My interests are in understanding soft tissues (such as cartilage or heart valves). But it all started for me with a project that looked at a new way of modelling biological systems. We investigated the intervertebral disc (the discs in your spine; they allow you to bend in many directions) by finite element analysis using modelling software. This method and software is usually used to design or study cars, bridges, engines, and so on. Natural variability means that discs have a wider range of properties than materials engineers are used to work with (such as metals). In models for biological systems, single values for properties (such as how stiff the material is) were used. We wanted to see if we could use certain methods to take into account natural variability, and get more realistic results. What we did was to test several discs to see how stiff they were and take measurements of them. We did this using the same methods that engineers use to find the stiffness of other materials (such as metals). The measurements were used so that we could make the computer model and compare the traditional way of modelling the discs with the new way that would include variability. Then, we could compare the results, and see if this was a better way to study discs, as an example of a biological system. A simple disc model was used to start with. The method was very good for intervertebral discs and has since been used in a larger study of articular cartilage in joints. I presented the work on intervertebral discs to a room full of mechanical, and civil engineers. People seemed quite interested and one or two thought they might try this for their studies on non-biological materials. The project was important in itself because it showed that we can include natural variability in computer models. This provides further understanding on how intervertebral discs or other tissues behave, which is in itself interesting. However, it can also help us understand more about diseases and how they affect the normal function of such parts of our body (e.g. arthritis). The ultimate goal is to design repair techniques or implants (to repair the injured body part or replace it if beyond repair) that take natural variability into account after all we are all different.

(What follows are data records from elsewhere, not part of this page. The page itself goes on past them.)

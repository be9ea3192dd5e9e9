use std::sync::Arc;

use async_trait::async_trait;
use poise::serenity_prelude::{CommandOptionType, CreateCommand, CreateCommandOption};

use crate::{
    dispatch::{Command, CommandInteraction, SubCommand},
    models::Error,
    rooms::VoiceRoomManager,
    utils::messages::format_info,
};

/// Inspect personal voice rooms
pub struct Rooms;

#[async_trait]
impl<I: CommandInteraction> Command<I> for Rooms {
    fn name(&self) -> &str {
        "rooms"
    }

    fn cooldown_secs(&self) -> Option<u64> {
        Some(5)
    }

    fn definition(&self) -> CreateCommand {
        CreateCommand::new("rooms")
            .description("Personal voice rooms")
            .add_option(CreateCommandOption::new(
                CommandOptionType::SubCommand,
                "status",
                "Show how many personal voice rooms are active",
            ))
            .add_option(CreateCommandOption::new(
                CommandOptionType::SubCommand,
                "mine",
                "Show your personal voice room",
            ))
    }

    async fn execute(&self, interaction: &I) -> Result<(), Error> {
        interaction
            .reply(
                format_info("Use `/rooms status` or `/rooms mine`."),
                true,
            )
            .await
    }
}

/// `/rooms status`
pub struct RoomsStatus {
    rooms: Arc<VoiceRoomManager>,
}

impl RoomsStatus {
    pub fn new(rooms: Arc<VoiceRoomManager>) -> Self {
        Self { rooms }
    }
}

#[async_trait]
impl<I: CommandInteraction> SubCommand<I> for RoomsStatus {
    fn key(&self) -> String {
        "rooms.status".to_string()
    }

    async fn execute(&self, interaction: &I) -> Result<(), Error> {
        let registry = self.rooms.registry();
        let limit = registry
            .max_rooms()
            .map_or_else(|| "unlimited".to_string(), |max| max.to_string());

        interaction
            .reply(
                format_info(&format!(
                    "Managing {} voice room(s) (limit: {}).",
                    registry.len(),
                    limit
                )),
                true,
            )
            .await
    }
}

/// `/rooms mine`
pub struct RoomsMine {
    rooms: Arc<VoiceRoomManager>,
}

impl RoomsMine {
    pub fn new(rooms: Arc<VoiceRoomManager>) -> Self {
        Self { rooms }
    }
}

#[async_trait]
impl<I: CommandInteraction> SubCommand<I> for RoomsMine {
    fn key(&self) -> String {
        "rooms.mine".to_string()
    }

    async fn execute(&self, interaction: &I) -> Result<(), Error> {
        let message = match (
            self.rooms.registry().room_of(interaction.user_id()),
            self.rooms.config().hub_channel_id,
        ) {
            (Some(room_id), _) => format!("Your voice room is <#{}>.", room_id),
            (None, Some(hub_channel_id)) => format!(
                "You don't have a voice room right now. Join <#{}> to get one.",
                hub_channel_id
            ),
            (None, None) => "Personal voice rooms are not set up on this server.".to_string(),
        };

        interaction.reply(format_info(&message), true).await
    }
}
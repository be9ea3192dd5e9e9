// Command modules
mod ping;
mod rooms;

use std::sync::Arc;

use crate::{
    dispatch::{CommandInteraction, CommandRegistry},
    rooms::VoiceRoomManager,
};

use ping::Ping;
use rooms::{Rooms, RoomsMine, RoomsStatus};

/// Build the registry of every command the bot serves
pub fn load_commands<I: CommandInteraction + 'static>(
    rooms: Arc<VoiceRoomManager>,
) -> CommandRegistry<I> {
    let registry = CommandRegistry::new();

    registry.register(Arc::new(Ping));
    registry.register(Arc::new(Rooms));
    registry.register_subcommand(Arc::new(RoomsStatus::new(Arc::clone(&rooms))));
    registry.register_subcommand(Arc::new(RoomsMine::new(rooms)));

    registry
}
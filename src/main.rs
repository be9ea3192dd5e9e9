mod commands;
mod config;
mod constants;
mod directory;
mod dispatch;
mod error;
mod handlers;
mod models;
mod rooms;
mod utils;

#[cfg(test)]
mod test_support;

use poise::serenity_prelude as serenity;
use std::sync::Arc;
use std::time::Duration;
use tracing::{debug, error, info, warn};

use crate::{
    commands::load_commands,
    config::Config,
    constants::{COOLDOWN_SWEEP_INTERVAL_SECS, LOG_DIRECTIVE},
    dispatch::{CommandDispatcher, spawn_cooldown_sweeper},
    handlers::{handle_command_interaction, handle_guild_create, handle_voice_state_update},
    models::{Data, Error},
    rooms::VoiceRoomManager,
};

#[tokio::main]
async fn main() {
    // Load environment variables from .env file if present
    let _ = dotenvy::dotenv();

    // Initialize logging
    initialize_logging();

    // Load configuration from environment
    let config = match Config::from_env() {
        Ok(config) => config,
        Err(e) => {
            error!("Failed to load configuration: {}", e);
            std::process::exit(1);
        }
    };

    if config.rooms.hub_channel_id.is_none() {
        warn!("HUB_CHANNEL_ID not set, personal voice rooms are disabled");
    }

    // Initialize bot data
    let rooms = Arc::new(VoiceRoomManager::new(config.rooms.clone()));
    let dispatcher = Arc::new(CommandDispatcher::new(load_commands(Arc::clone(&rooms))));
    info!("Loaded {} commands", dispatcher.registry().len());
    let data = Data { rooms, dispatcher };

    // Create and start the bot
    if let Err(e) = start_bot(config.discord_token, data, config.guild_id).await {
        error!("Bot error: {}", e);
        std::process::exit(1);
    }
}

/// Initialize the logging system
fn initialize_logging() {
    tracing_subscriber::fmt()
        .with_env_filter(
            tracing_subscriber::EnvFilter::from_default_env()
                .add_directive(LOG_DIRECTIVE.parse().expect("valid log directive")),
        )
        .init();
}

/// Framework errors. Slash commands never reach poise's own command table.
async fn on_error(error: poise::FrameworkError<'_, Data, Error>) {
    match error {
        poise::FrameworkError::UnknownInteraction { interaction, .. } => {
            debug!(
                "Interaction /{} left to the command dispatcher",
                interaction.data.name
            );
        }
        error => {
            if let Err(e) = poise::builtins::on_error(error).await {
                error!("Error while handling error: {}", e);
            }
        }
    }
}

/// Create and start the Discord bot
async fn start_bot(token: String, data: Data, guild_id: Option<u64>) -> Result<(), Error> {
    let framework = poise::Framework::builder()
        .options(poise::FrameworkOptions {
            event_handler: |ctx, event, _framework, data| {
                Box::pin(async move {
                    match event {
                        serenity::FullEvent::VoiceStateUpdate { old, new } => {
                            handle_voice_state_update(ctx, old.clone(), new.clone(), data).await;
                        }
                        serenity::FullEvent::InteractionCreate {
                            interaction: serenity::Interaction::Command(command),
                        } => {
                            handle_command_interaction(ctx, command.clone(), data).await;
                        }
                        serenity::FullEvent::GuildCreate { guild, .. } => {
                            handle_guild_create(ctx, guild, data).await;
                        }
                        _ => {}
                    }
                    Ok(())
                })
            },
            on_error: |error| Box::pin(on_error(error)),
            ..Default::default()
        })
        .setup(move |ctx, _ready, _framework| {
            Box::pin(async move {
                let definitions = data.dispatcher.registry().definitions();

                // Register commands based on guild_id
                if let Some(guild_id) = guild_id {
                    info!("Registering commands in guild: {}", guild_id);
                    serenity::GuildId::new(guild_id)
                        .set_commands(&ctx.http, definitions)
                        .await?;
                    info!("Commands registered in guild {} (instant updates)", guild_id);
                } else {
                    info!("Registering commands globally (may take up to 1 hour)");
                    serenity::Command::set_global_commands(&ctx.http, definitions).await?;
                    info!("Commands registered globally");
                }

                spawn_cooldown_sweeper(
                    data.dispatcher.cooldowns(),
                    Duration::from_secs(COOLDOWN_SWEEP_INTERVAL_SECS),
                );
                info!("Cooldown sweeper task started");

                info!("Bot is ready!");
                Ok(data)
            })
        })
        .build();

    // Create client with required intents
    let intents = serenity::GatewayIntents::non_privileged()
        | serenity::GatewayIntents::GUILD_VOICE_STATES
        | serenity::GatewayIntents::GUILD_MEMBERS;

    let mut client = serenity::ClientBuilder::new(token, intents)
        .framework(framework)
        .await?;

    // Start the bot
    info!("Starting bot...");
    client.start().await?;

    Ok(())
}
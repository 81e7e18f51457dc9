use crate::config::Secret;
use crate::model::verify::CandidateToken;

pub struct AuthService;

impl AuthService {
    /// An absent or opaque candidate never matches, whatever the secret is.
    pub fn is_valid_token(secret: &Secret, candidate: Option<&CandidateToken>) -> bool {
        match candidate {
            Some(CandidateToken::Text(token)) => secret.matches(token),
            Some(CandidateToken::Opaque) | None => false,
        }
    }
}
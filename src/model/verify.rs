use axum::http::HeaderMap;
use derive_more::Display;
use serde::Serialize;
use serde_json::Value;

pub const SECRET_FIELD: &str = "secret";
pub const SECRET_HEADER: &str = "x-secret";
pub const SECRET_PARAM: &str = "secret";

/// A token offered by the client.
#[derive(Debug, Clone, PartialEq, Eq)]
pub enum CandidateToken {
    Text(String),
    /// A truthy body field that is not a string, e.g. `{"secret": 123}`.
    /// It wins over the header and query but can never match.
    Opaque,
}

#[derive(Debug, Clone, Copy, PartialEq, Eq, Display)]
pub enum TokenSource {
    #[display("json body")]
    Body,
    #[display("header")]
    Header,
    #[display("query")]
    Query,
}

#[derive(Debug, Serialize)]
pub struct VerifyResponse {
    pub ok: bool,
}

impl CandidateToken {
    /// Picks the candidate from the first source that yields one:
    /// the JSON body, then the `X-Secret` header, then the query string.
    pub fn resolve(
        body: Option<&Value>,
        headers: &HeaderMap,
        query: &[(String, String)],
    ) -> Option<(TokenSource, CandidateToken)> {
        body.and_then(Self::from_body)
            .map(|token| (TokenSource::Body, token))
            .or_else(|| Self::from_header(headers).map(|token| (TokenSource::Header, token)))
            .or_else(|| Self::from_query(query).map(|token| (TokenSource::Query, token)))
    }

    /// Falsy field values (`null`, `false`, `0`, `""`, `[]`, `{}`) and
    /// non-object bodies count as absent.
    pub fn from_body(body: &Value) -> Option<CandidateToken> {
        let field = body.as_object()?.get(SECRET_FIELD)?;

        match field {
            Value::String(s) if !s.is_empty() => Some(CandidateToken::Text(s.clone())),
            Value::String(_) | Value::Null | Value::Bool(false) => None,
            Value::Number(n) if n.as_f64() == Some(0.0) => None,
            Value::Array(items) if items.is_empty() => None,
            Value::Object(map) if map.is_empty() => None,
            _ => Some(CandidateToken::Opaque),
        }
    }

    /// Header bytes are decoded as latin-1, so obs-text (0x80-0xFF) maps
    /// to U+0080-U+00FF. An empty value counts as absent.
    pub fn from_header(headers: &HeaderMap) -> Option<CandidateToken> {
        headers
            .get(SECRET_HEADER)
            .map(|value| value.as_bytes())
            .filter(|bytes| !bytes.is_empty())
            .map(|bytes| CandidateToken::Text(bytes.iter().map(|&b| char::from(b)).collect()))
    }

    /// The first `secret` parameter is taken as-is, even when empty.
    pub fn from_query(query: &[(String, String)]) -> Option<CandidateToken> {
        query
            .iter()
            .find(|(key, _)| key == SECRET_PARAM)
            .map(|(_, value)| CandidateToken::Text(value.clone()))
    }
}
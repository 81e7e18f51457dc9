pub mod env;
pub mod extractor;
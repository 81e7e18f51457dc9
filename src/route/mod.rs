pub mod verify_api;
use axum::extract::{FromRequest, FromRequestParts, Request};
use axum::http::request::Parts;
use serde::de::DeserializeOwned;
use std::convert::Infallible;
use tracing::debug;

/// an extractor that internally uses `axum::extract::Json` but never rejects
///
/// A missing or non-JSON content type, an unreadable body or a body that
/// fails to deserialize all produce `OptionalJson(None)`.
#[derive(Debug, Clone, Default)]
pub struct OptionalJson<T>(pub Option<T>);

impl<T, S> FromRequest<S> for OptionalJson<T>
where
    T: DeserializeOwned,
    S: Send + Sync,
{
    type Rejection = Infallible;

    async fn from_request(req: Request, state: &S) -> Result<Self, Self::Rejection> {
        match axum::extract::Json::<T>::from_request(req, state).await {
            Ok(axum::extract::Json(value)) => Ok(OptionalJson(Some(value))),
            Err(rejection) => {
                debug!("ignoring request body: {}", rejection.body_text());
                Ok(OptionalJson(None))
            }
        }
    }
}

/// an extractor that internally uses `axum::extract::Query` but never rejects
#[derive(Debug, Clone, Default)]
pub struct OptionalQuery<T>(pub Option<T>);

impl<T, S> FromRequestParts<S> for OptionalQuery<T>
where
    T: DeserializeOwned,
    S: Send + Sync,
{
    type Rejection = Infallible;

    async fn from_request_parts(parts: &mut Parts, state: &S) -> Result<Self, Self::Rejection> {
        match axum::extract::Query::<T>::from_request_parts(parts, state).await {
            Ok(axum::extract::Query(value)) => Ok(OptionalQuery(Some(value))),
            Err(rejection) => {
                debug!("ignoring query string: {}", rejection.body_text());
                Ok(OptionalQuery(None))
            }
        }
    }
}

There is so much to do out doors here in New Zealand, I should probably say something about beaches, or climbing volcanos to see wonderful sights. But, having recently got a new guitar I can only say that Fender Stratocasters are the best! My biggest past-time at the moment seems to be trying to play damped harmonics into riffs. The humbucker (pick-up) also gives it an extra bit of kick! Otherwise, just enjoying the sunshine during all activities! More generally, I love guitar based music with a bit of passion & energy, films (specially indie-films) and am currently having very bad footy withdrawal syndrome! Currently, I recommend listening to: Biffy Clyro & Blue October although, Ive been listening to Pink Floyds first album The piper at the gates of dawn lately too.

Burning ambitions

To record my own album ( la Dave Grohl/Foo-Fighters or Trent Reznor/NIN). I recorded a 6-track CD a few years ago (with others), mostly covers and very amateur original tracks. Biggest obstacle: not knowing how to play drums.

The best thing is

I find what I do interesting & have more flexibility (time-wise) than most people I know.


My biggest current regret is that Kiwis developed a love for Cricket and Rugby but not the life-essential Football!

What do you love most about science and engineering?

Getting to go to places like Vancouver (Canada) & Auckland (New Zealand) to do some of this interesting stuff.

Name one quirky/crazy fact about you or your job…

Working in a lab with several chemicals, you make sure you wash your hand before you go to the toilet!